Ralph Ellison, INVISIBLE MAN

This book is a treasure. This book is filled with all the elements of masterful storytelling, mythic-level subtext and spellbinding events, psychological depth, multi-dimensional characters and characterizations... it will be patently impossible for you to put it down once you have picked it up. I somehow found a way to avoid this book in high school and college- partly, I'm sure, because it became so fashionable to have a timely opinion on its social relevance that it made not having read it seem subhuman, while simultaneously making the act of reading it seem like an inhumanly boring chore. Thank God the spirit of excellence and truth kept calling me to this book. This one book does for the human soul what the authors of most of the last ten plus years of self-help books, sociological tomes, racial dialogues and popular novels COMBINED have both endeavored to do and practically proclaim could not actually be done in print. I came away from this book feeling rejuvenated, stunned, inspired, engaged, taught, challenged, exhilarated, simultaneously filled with both hope and despair- and never at any time did I stop feeling entertained. I not only felt what the character went through, but the sick side of humanity and how it fought the good in every human being he came across, in an insane, insane world that renders human beings, "invisible".

Ralph Ellison was from the school of writers who endeavored not just to write good, timely books but epic myth/epistles of the human condition wrapped up in the pains, sicknesses and triumphs of the present day experience. He didn't try to write a Black book; he tried to write a human book, about the spirit IN a Black man. He did it. He achieved it. He wrote THE book with this, and made our world that much better.

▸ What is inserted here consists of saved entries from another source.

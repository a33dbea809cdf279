//! Weighted random selection (serves both weighted round-robin and weighted random).

use rand::Rng;

use crate::provider::{ProviderInstance, SelectionContext};
use crate::strategy::SelectionStrategy;

/// Weight-proportional random selector.
///
/// Draws a point in `[0, total_weight)` and walks the candidates subtracting
/// each weight until the remainder goes non-positive.
#[derive(Debug, Default)]
pub struct WeightedRandom;

impl WeightedRandom {
    pub fn new() -> Self {
        Self
    }

    /// Pick using a caller-supplied point in `[0, total_weight)`.
    pub(crate) fn pick(candidates: &[ProviderInstance], point: f64) -> Option<&ProviderInstance> {
        let first = candidates.first()?;
        let mut remaining = point;
        for candidate in candidates {
            remaining -= f64::from(candidate.weight);
            if remaining <= 0.0 {
                return Some(candidate);
            }
        }
        // Floating-point edge case: the point survived every subtraction.
        Some(first)
    }
}

impl SelectionStrategy for WeightedRandom {
    fn select<'a>(
        &self,
        candidates: &'a [ProviderInstance],
        _context: &SelectionContext,
    ) -> Option<&'a ProviderInstance> {
        let first = candidates.first()?;

        let total_weight: f64 = candidates.iter().map(|c| f64::from(c.weight)).sum();
        if total_weight <= 0.0 {
            return Some(first);
        }

        let point = rand::thread_rng().gen_range(0.0..total_weight);
        Self::pick(candidates, point)
    }
}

You will enjoy this book immensely.

Rating: 2 stars
Summary: Dated, Rambling, & Slow
Review: This could be a good book if it was condensed. This is something I would seldom recommend yet in this book I think it is a must. The reason is that the story keeps getting side tracked with lengthy preaching and oratory that does more to turn me off than to inform me.

Rating: 5 stars
Summary: Ellison Evokes
Review: I originally read this superb book back in my High School days. Required reading and all. And recently rediscoverd Mr. Ellison's masterpiece when my oldest son was raving to me about the book he HAD to read!

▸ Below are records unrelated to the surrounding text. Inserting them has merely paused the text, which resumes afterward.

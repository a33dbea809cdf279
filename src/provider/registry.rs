//! Provider registry.
//!
//! # Responsibilities
//! - Keep registered providers in registration order
//! - Reject duplicate identifiers
//! - Hand out consistent, lock-free snapshots for selection

use arc_swap::ArcSwap;
use std::sync::{Arc, Mutex};

use crate::error::{BalancerError, Result};
use crate::provider::instance::ProviderInstance;
use crate::provider::live::Provider;

/// Ordered, copy-on-write set of providers.
///
/// Readers load the current `Vec` without locking. Writers clone, modify and
/// swap it in under `write_lock`, so concurrent add/remove never lose updates.
#[derive(Debug)]
pub struct ProviderRegistry {
    providers: ArcSwap<Vec<Arc<Provider>>>,
    write_lock: Mutex<()>,
}

impl Default for ProviderRegistry {
    fn default() -> Self {
        Self::new()
    }
}

impl ProviderRegistry {
    pub fn new() -> Self {
        Self {
            providers: ArcSwap::from_pointee(Vec::new()),
            write_lock: Mutex::new(()),
        }
    }

    /// Register a provider. Duplicate identifiers are rejected.
    pub fn add(&self, provider: Provider) -> Result<Arc<Provider>> {
        let _guard = self.write_lock.lock().expect("registry write lock poisoned");
        let current = self.providers.load();
        if current.iter().any(|p| p.id == provider.id) {
            return Err(BalancerError::DuplicateProvider(provider.id));
        }

        let provider = Arc::new(provider);
        let mut next = Vec::with_capacity(current.len() + 1);
        next.extend(current.iter().cloned());
        next.push(provider.clone());
        self.providers.store(Arc::new(next));
        Ok(provider)
    }

    /// Deregister a provider, returning it if it was present.
    pub fn remove(&self, id: &str) -> Option<Arc<Provider>> {
        let _guard = self.write_lock.lock().expect("registry write lock poisoned");
        let current = self.providers.load();
        let index = current.iter().position(|p| p.id == id)?;

        let mut next: Vec<Arc<Provider>> = current.iter().cloned().collect();
        let removed = next.remove(index);
        self.providers.store(Arc::new(next));
        Some(removed)
    }

    pub fn get(&self, id: &str) -> Option<Arc<Provider>> {
        self.providers.load().iter().find(|p| p.id == id).cloned()
    }

    pub fn contains(&self, id: &str) -> bool {
        self.providers.load().iter().any(|p| p.id == id)
    }

    /// The current provider list (for health checking and selection).
    pub fn all(&self) -> Arc<Vec<Arc<Provider>>> {
        self.providers.load_full()
    }

    /// Snapshots of every provider, in registration order.
    pub fn snapshots(&self) -> Vec<ProviderInstance> {
        self.providers.load().iter().map(|p| p.snapshot()).collect()
    }

    pub fn len(&self) -> usize {
        self.providers.load().len()
    }

    pub fn is_empty(&self) -> bool {
        self.len() == 0
    }

    /// Drop every provider.
    pub fn clear(&self) {
        let _guard = self.write_lock.lock().expect("registry write lock poisoned");
        self.providers.store(Arc::new(Vec::new()));
    }
}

In "Invisible Man", we never actually know the narrator...he is invisible in name, but, in bringing us his nightmarish journey cross racial divides, he is very high profile.

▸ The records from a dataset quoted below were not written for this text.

//! Observability subsystem.
//!
//! # Data Flow
//! ```text
//! Health tracker, circuit breaker, orchestrator produce:
//!     → events.rs (typed BalancerEvent on a broadcast channel)
//!     → metrics.rs (counters, gauges)
//!     → tracing log events (structured fields: provider, state, reason)
//!
//! Consumers:
//!     → Event subscribers (external logging/alerting)
//!     → Metrics endpoint (Prometheus scrape)
//!     → Log aggregation (stdout)
//! ```
//!
//! # Design Decisions
//! - The core defines event shape, never transport
//! - Emission never blocks the request path
//! - Metrics are cheap (no-op without an installed recorder)

pub mod events;
pub mod logging;
pub mod metrics;

pub use events::{BalancerEvent, EventBus};
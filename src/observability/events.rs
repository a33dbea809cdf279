//! Typed balancer notifications.
//!
//! # Responsibilities
//! - Define the event shape for health, circuit and selection changes
//! - Fan events out to any number of subscribers
//!
//! # Design Decisions
//! - Broadcast channel: slow subscribers lag and drop, publishers never block
//! - Publishing with zero subscribers is not an error

use serde::Serialize;
use tokio::sync::broadcast;

use crate::provider::HealthClassification;
use crate::resilience::circuit_breaker::CircuitState;
use crate::strategy::Strategy;

/// A state change or decision made by the balancer.
#[derive(Debug, Clone, PartialEq, Serialize)]
#[serde(tag = "event", rename_all = "snake_case")]
pub enum BalancerEvent {
    ProviderAdded {
        provider_id: String,
    },
    ProviderRemoved {
        provider_id: String,
    },
    HealthChanged {
        provider_id: String,
        old: HealthClassification,
        new: HealthClassification,
    },
    CircuitStateChanged {
        provider_id: String,
        old: CircuitState,
        new: CircuitState,
    },
    ProviderSelected {
        request_id: String,
        provider_id: String,
        strategy: Strategy,
        reason: String,
    },
}

/// Publisher side of the event channel. Cheap to clone.
#[derive(Debug, Clone)]
pub struct EventBus {
    tx: broadcast::Sender<BalancerEvent>,
}

impl EventBus {
    pub fn new(capacity: usize) -> Self {
        let (tx, _) = broadcast::channel(capacity.max(1));
        Self { tx }
    }

    pub fn subscribe(&self) -> broadcast::Receiver<BalancerEvent> {
        self.tx.subscribe()
    }

    pub fn emit(&self, event: BalancerEvent) {
        // Err only means nobody is listening.
        let _ = self.tx.send(event);
    }

    pub fn subscriber_count(&self) -> usize {
        self.tx.receiver_count()
    }
}

impl Default for EventBus {
    fn default() -> Self {
        Self::new(1024)
    }
}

We travel with him from the Deep South to the ravaged streets of Harlem. Where men are men and African American men are reduced to fighting animals to survive.

Reading this profound tome again, I have renewed my faith as well as my fright of human behavior. An excellent book to read, share and remember.

Thanks--CDS

Rating: 5 stars
Summary: his Invisibility makes us question our own significance
Review: The prologue to this Ellison masterpiece introduces us to his concept of invisibility. Then we the readers are able to trace the journey of a nameless Southern Black who journeys North to come to the dramatic realization that his work for equality is futile as is his general quest or purpose in life.

Rating: 5 stars
Summary: You read The Cliff notes, now read the book
Review: High school ruins so many books for us. Don't let this be one of them. This is a powerful book about the black experience in America that everyone should read, no matter the color of their skin. Not only does it stand the test of time, it's perhaps even more relevant today.

Rating: 5 stars
Summary: The Invisible Man
Review: This was an excellent book. Unfortunately, from what I have seen, it is not very well known. "The Inivisible Man" says alot about the times in the 40's and 50's and sends a strong message against racism. I think this would make an excellent book for teaching in schools.